They may also be a lot more subjective, with homeschooling parents not always being able to rely on a simple and quick scoring rubric and instead having to make judgment calls and personal assessments on student work. 

While this can be a plus for those who got into homeschooling to spend time working with their children and who are interested in fostering creativity, it can be harder for busier homeschools to fit into a schedule and those who may not feel personally capable when it comes to teaching the subject matter at hand.

Recommended Curricula and Resources For Teaching English Language Arts 

All in One Programs and Resources

Learning Language Arts Through Literature (Grades 1-12)

Learning Language Arts Through Literature is a highly compact yet comprehensive language arts program that is designed to teach students from grades 1 through 12. 

Each grade or level in the series is taught using just one main teacher’s guide and covers everything from reading, spelling, grammar, writing and more using a combination of high quality literature-based passages, a classics-based book list and an assortment of interesting and engaging Charlotte Mason-style activities and exercises.

Read our in-depth review of LLATL for more information

Adventure Academy (ages 8-13)

Adventure Academy is something of an interesting curriculum supplement in that it combines essential principles of reading, writing and language with an immersive, colorful and highly interactive 3D video game-style world. 

In the program, students can work on everything from reading strategies, research techniques, the writing process, and word studies by watching instructional videos and completing tasks, games and challenges set by in-game teachers and non-playable characters, making reviewing language arts skills a lot more fun and engaging. 

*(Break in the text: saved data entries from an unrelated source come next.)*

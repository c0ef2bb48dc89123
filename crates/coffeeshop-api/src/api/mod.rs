//! API module for the Coffee Shop drinks API

pub mod auth;
pub mod extractors;
pub mod middleware;
pub mod routes;
pub mod types;

use crate::{error::ApiError, server::AppState};
use axum::{
    routing::{get, patch},
    Json, Router,
};
use utoipa::OpenApi;

/// Create all API routes
pub fn routes() -> Router<AppState> {
    Router::new()
        .route(
            "/drinks",
            get(routes::drinks::list_drinks).post(routes::drinks::create_drink),
        )
        .route("/drinks-detail", get(routes::drinks::list_drink_details))
        .route(
            "/drinks/:id",
            patch(routes::drinks::update_drink).delete(routes::drinks::delete_drink),
        )
        .route("/health", get(routes::health::health_check))
        .route("/api-docs/openapi.json", get(openapi_json))
        .fallback(not_found)
}

async fn not_found() -> ApiError {
    ApiError::NotFound
}

async fn openapi_json() -> Json<utoipa::openapi::OpenApi> {
    Json(ApiDoc::openapi())
}

/// OpenAPI documentation
#[derive(OpenApi)]
#[openapi(
    paths(
        routes::drinks::list_drinks,
        routes::drinks::list_drink_details,
        routes::drinks::create_drink,
        routes::drinks::update_drink,
        routes::drinks::delete_drink,
        routes::health::health_check,
    ),
    components(schemas(
        crate::domain::Drink,
        crate::domain::Ingredient,
        crate::domain::ShortDrink,
        crate::domain::ShortIngredient,
        crate::domain::InputError,
        crate::domain::InputErrorKind,
        types::MenuResponse,
        types::DrinksResponse,
        types::DeleteDrinkResponse,
        types::HealthCheckResponse,
        crate::error::ErrorResponse,
    )),
    tags(
        (name = "drinks", description = "Drinks menu management"),
        (name = "health", description = "Health and monitoring"),
    ),
    info(
        title = "Coffee Shop API",
        version = "1.0.0",
        description = "Drinks menu of the Coffee Shop. Write access requires Auth0 RBAC permissions.",
        license(
            name = "MIT",
        ),
    ),
    servers(
        (url = "http://127.0.0.1:5000", description = "Local development"),
    ),
)]
pub struct ApiDoc;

Read our in-depth review of Adventure Academy for more information

Bookshark (pre K-10)

Bookshark is a well-known provider of Charlotte Mason-inspired homeschool curriculum packages that offers materials for teaching single-subjects, such as language arts, and complete grade-in-a-box solutions. 

With language arts, the program offers a wide selection of interesting and classic literature to work on reading and comprehension, a company-developed guide to writing and grammar mechanics, well known spelling and handwriting programs and a wide variety of supplemental programs that parents can choose from to help build specific skills. 

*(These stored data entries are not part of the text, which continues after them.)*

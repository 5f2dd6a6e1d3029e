//! Text styling with attributes and colors.
//!
//! The renderer treats styles as opaque tokens: guide glyphs are emitted
//! with the tree's guide style, content segments keep whatever style their
//! content gave them, and nothing here interprets what bold or red mean.
//!
//! # Examples
//!
//! ```
//! use treeguide::{Rgba, Style, TextAttributes};
//!
//! let guide_style = Style::fg(Rgba::from_hex("#5f87af")?).with_dim();
//!
//! let highlight = Style::builder()
//!     .fg(Rgba::WHITE)
//!     .bold()
//!     .underline()
//!     .build();
//!
//! // Merge styles (overlay takes precedence)
//! let combined = guide_style.merge(highlight);
//! assert!(combined.attributes.contains(TextAttributes::BOLD));
//! # Ok::<(), treeguide::Error>(())
//! ```

use crate::color::Rgba;
use bitflags::bitflags;

bitflags! {
    /// Text rendering attributes (bold, italic, underline, etc.).
    ///
    /// Attributes are represented as bitflags and can be combined using
    /// bitwise OR. Not all terminals support all attributes.
    #[derive(Clone, Copy, Debug, Default, Eq, PartialEq, Hash)]
    pub struct TextAttributes: u32 {
        /// Bold/increased intensity.
        const BOLD          = 0x01;
        /// Dim/decreased intensity.
        const DIM           = 0x02;
        /// Italic (not widely supported).
        const ITALIC        = 0x04;
        /// Underlined text.
        const UNDERLINE     = 0x08;
        /// Blinking text (rarely supported).
        const BLINK         = 0x10;
        /// Swapped foreground/background.
        const INVERSE       = 0x20;
        /// Hidden/invisible text.
        const HIDDEN        = 0x40;
        /// Strikethrough text.
        const STRIKETHROUGH = 0x80;
    }
}

impl TextAttributes {
    /// Merge attribute sets (bitwise OR).
    #[must_use]
    pub const fn merge(self, other: Self) -> Self {
        Self::from_bits_retain(self.bits() | other.bits())
    }
}

/// Complete text style: optional colors plus attributes.
///
/// Styles are immutable and cheap to copy. Use the `with_*` methods to
/// create modified versions, or [`Style::merge`] to combine two styles.
///
/// `None` for colors means "use terminal default" rather than a specific
/// color, so styled output respects the user's terminal theme.
#[derive(Clone, Copy, Debug, Default, PartialEq)]
pub struct Style {
    /// Foreground color (None = terminal default).
    pub fg: Option<Rgba>,
    /// Background color (None = terminal default).
    pub bg: Option<Rgba>,
    /// Text rendering attributes.
    pub attributes: TextAttributes,
}

impl Style {
    /// Empty style with no colors or attributes.
    pub const NONE: Self = Self {
        fg: None,
        bg: None,
        attributes: TextAttributes::empty(),
    };

    /// Create a new style builder.
    #[must_use]
    pub fn builder() -> StyleBuilder {
        StyleBuilder::default()
    }

    /// Create a style with only foreground color.
    #[must_use]
    pub const fn fg(color: Rgba) -> Self {
        Self {
            fg: Some(color),
            bg: None,
            attributes: TextAttributes::empty(),
        }
    }

    /// Create a style with only background color.
    #[must_use]
    pub const fn bg(color: Rgba) -> Self {
        Self {
            fg: None,
            bg: Some(color),
            attributes: TextAttributes::empty(),
        }
    }

    /// Create a bold style.
    #[must_use]
    pub const fn bold() -> Self {
        Self {
            fg: None,
            bg: None,
            attributes: TextAttributes::BOLD,
        }
    }

    /// Create a dim style.
    #[must_use]
    pub const fn dim() -> Self {
        Self {
            fg: None,
            bg: None,
            attributes: TextAttributes::DIM,
        }
    }

    /// Create an italic style.
    #[must_use]
    pub const fn italic() -> Self {
        Self {
            fg: None,
            bg: None,
            attributes: TextAttributes::ITALIC,
        }
    }

    /// Return a new style with the specified foreground color.
    #[must_use]
    pub const fn with_fg(self, color: Rgba) -> Self {
        Self {
            fg: Some(color),
            ..self
        }
    }

    /// Return a new style with the specified background color.
    #[must_use]
    pub const fn with_bg(self, color: Rgba) -> Self {
        Self {
            bg: Some(color),
            ..self
        }
    }

    /// Return a new style with the specified attributes added.
    #[must_use]
    pub const fn with_attributes(self, attrs: TextAttributes) -> Self {
        Self {
            attributes: self.attributes.merge(attrs),
            ..self
        }
    }

    /// Return a new style with the bold attribute added.
    #[must_use]
    pub const fn with_bold(self) -> Self {
        self.with_attributes(TextAttributes::BOLD)
    }

    /// Return a new style with the dim attribute added.
    #[must_use]
    pub const fn with_dim(self) -> Self {
        self.with_attributes(TextAttributes::DIM)
    }

    /// Return a new style with the underline attribute added.
    #[must_use]
    pub const fn with_underline(self) -> Self {
        self.with_attributes(TextAttributes::UNDERLINE)
    }

    /// Check if this style has any non-default properties.
    #[must_use]
    pub fn is_empty(&self) -> bool {
        self.fg.is_none() && self.bg.is_none() && self.attributes.is_empty()
    }

    /// Merge two styles, with `other` taking precedence for set values.
    #[must_use]
    pub fn merge(self, other: Self) -> Self {
        Self {
            fg: other.fg.or(self.fg),
            bg: other.bg.or(self.bg),
            attributes: self.attributes.merge(other.attributes),
        }
    }
}

/// Builder for creating styles fluently.
#[derive(Clone, Debug, Default)]
pub struct StyleBuilder {
    style: Style,
}

impl StyleBuilder {
    /// Set foreground color.
    #[must_use]
    pub fn fg(mut self, color: Rgba) -> Self {
        self.style.fg = Some(color);
        self
    }

    /// Set background color.
    #[must_use]
    pub fn bg(mut self, color: Rgba) -> Self {
        self.style.bg = Some(color);
        self
    }

    /// Add bold attribute.
    #[must_use]
    pub fn bold(mut self) -> Self {
        self.style.attributes |= TextAttributes::BOLD;
        self
    }

    /// Add dim attribute.
    #[must_use]
    pub fn dim(mut self) -> Self {
        self.style.attributes |= TextAttributes::DIM;
        self
    }

    /// Add italic attribute.
    #[must_use]
    pub fn italic(mut self) -> Self {
        self.style.attributes |= TextAttributes::ITALIC;
        self
    }

    /// Add underline attribute.
    #[must_use]
    pub fn underline(mut self) -> Self {
        self.style.attributes |= TextAttributes::UNDERLINE;
        self
    }

    /// Add inverse attribute.
    #[must_use]
    pub fn inverse(mut self) -> Self {
        self.style.attributes |= TextAttributes::INVERSE;
        self
    }

    /// Add strikethrough attribute.
    #[must_use]
    pub fn strikethrough(mut self) -> Self {
        self.style.attributes |= TextAttributes::STRIKETHROUGH;
        self
    }

    /// Build the final style.
    #[must_use]
    pub fn build(self) -> Style {
        self.style
    }
}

All this can make Bookshark a very useful and convenient solution for the right homeschooling families. 

Read our in-depth review of Bookshark for more information

Moving Beyond the Page (pre K-9)

Moving Beyond the Page is a secular all-in-one homeschooling solution intended for advanced or gifted students that takes a constructivist and frequently interdisciplinary approach to learning . 

When it comes to language arts, for each grade the company offers a mix of high-interest and classic literature, instructional readers, direct phonics instruction and more and often blends the subject matter into interesting topical units and subunits, such as the environment, time and history, and includes a good deal of hands-on learning activities, as well.  

Read our in-depth review of Moving Beyond the Page for more information

Night Zookeeper (K-6)

Originally created in the UK, Night Zookeeper is an online language arts program that covers grammar, reading comprehension, vocabulary, spelling, punctuation and writing. 

Students take the role of a night zooper and must explore and, later, defend the zoo and its inhabitants against an invading force of evil robots, leveling up and accumulating awards and badges by completing writing and other ELA challenges. 

Although not a complete curriculum in and of itself, the program helps students hone their skills through engaging video game elements, a variety of integrated learning tools, a beautifully rendered cartoon environment and an immersive storyline.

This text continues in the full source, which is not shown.